Task prompt: The string "Continue" appears in some lines of the entries that follow; copy each such line.

Dataset entries
········
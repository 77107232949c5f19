//! Start/stop interval primitive
//!
//! A `Ticker` owns at most one background task that calls a callback on a
//! fixed period. Starting an already running ticker is a no-op, so two
//! timers can never drive the same simulator.

use std::sync::{Mutex, MutexGuard};
use std::time::Duration;

use tokio::task::JoinHandle;
use tokio::time::{interval_at, Instant, MissedTickBehavior};
use tracing::debug;

/// Returned by a tick callback to keep going or end the task
#[derive(Debug, Clone, Copy, PartialEq, Eq)]
pub enum TickControl {
    Continue,
    Stop,
}

pub struct Ticker {
    name: &'static str,
    handle: Mutex<Option<JoinHandle<()>>>,
}

impl Ticker {
    pub fn new(name: &'static str) -> Self {
        Self {
            name,
            handle: Mutex::new(None),
        }
    }

    fn handle(&self) -> MutexGuard<'_, Option<JoinHandle<()>>> {
        self.handle.lock().unwrap_or_else(|poisoned| poisoned.into_inner())
    }

    /// Spawn the tick task. The first tick fires one `period` from now.
    ///
    /// Returns `false` without spawning when a task is already running.
    /// Must be called inside a tokio runtime.
    pub fn start<F>(&self, period: Duration, mut on_tick: F) -> bool
    where
        F: FnMut() -> TickControl + Send + 'static,
    {
        let mut slot = self.handle();
        if slot.as_ref().is_some_and(|h| !h.is_finished()) {
            debug!(ticker = self.name, "Ticker already running");
            return false;
        }

        let period = period.max(Duration::from_millis(1));
        let name = self.name;
        *slot = Some(tokio::spawn(async move {
            let mut interval = interval_at(Instant::now() + period, period);
            interval.set_missed_tick_behavior(MissedTickBehavior::Delay);

            loop {
                interval.tick().await;
                if on_tick() == TickControl::Stop {
                    debug!(ticker = name, "Ticker finished");
                    break;
                }
            }
        }));

        debug!(ticker = self.name, period_ms = period.as_millis() as u64, "Ticker started");
        true
    }

    /// Abort the tick task; returns whether one was running
    pub fn stop(&self) -> bool {
        match self.handle().take() {
            Some(handle) => {
                let was_running = !handle.is_finished();
                handle.abort();
                debug!(ticker = self.name, "Ticker stopped");
                was_running
            }
            None => false,
        }
    }

    pub fn is_running(&self) -> bool {
        self.handle().as_ref().is_some_and(|h| !h.is_finished())
    }
}

impl Drop for Ticker {
    fn drop(&mut self) {
        if let Some(handle) = self.handle().take() {
            handle.abort();
        }
    }
}

#[cfg(test)]
mod tests {
    use super::*;
    use std::sync::atomic::{AtomicU32, Ordering};
    use std::sync::Arc;

    #[tokio::test(start_paused = true)]
    async fn test_start_is_idempotent() {
        let ticker = Ticker::new("test");
        let count = Arc::new(AtomicU32::new(0));

        let c = Arc::clone(&count);
        assert!(ticker.start(Duration::from_millis(100), move || {
            c.fetch_add(1, Ordering::SeqCst);
            TickControl::Continue
        }));
        let c = Arc::clone(&count);
        assert!(!ticker.start(Duration::from_millis(100), move || {
            c.fetch_add(100, Ordering::SeqCst);
            TickControl::Continue
        }));

        tokio::time::sleep(Duration::from_millis(350)).await;
        assert_eq!(count.load(Ordering::SeqCst), 3);

        assert!(ticker.stop());
        tokio::time::sleep(Duration::from_millis(500)).await;
        assert_eq!(count.load(Ordering::SeqCst), 3);
        assert!(!ticker.is_running());
    }

    #[tokio::test(start_paused = true)]
    async fn test_stop_from_callback_allows_restart() {
        let ticker = Ticker::new("test");
        let count = Arc::new(AtomicU32::new(0));

        let c = Arc::clone(&count);
        ticker.start(Duration::from_millis(10), move || {
            if c.fetch_add(1, Ordering::SeqCst) + 1 == 2 {
                TickControl::Stop
            } else {
                TickControl::Continue
            }
        });

        tokio::time::sleep(Duration::from_millis(100)).await;
        assert_eq!(count.load(Ordering::SeqCst), 2);
        assert!(!ticker.is_running());

        assert!(ticker.start(Duration::from_millis(10), || TickControl::Stop));
    }
}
········
Output of the task:
    Continue,
            TickControl::Continue
            TickControl::Continue
                TickControl::Continue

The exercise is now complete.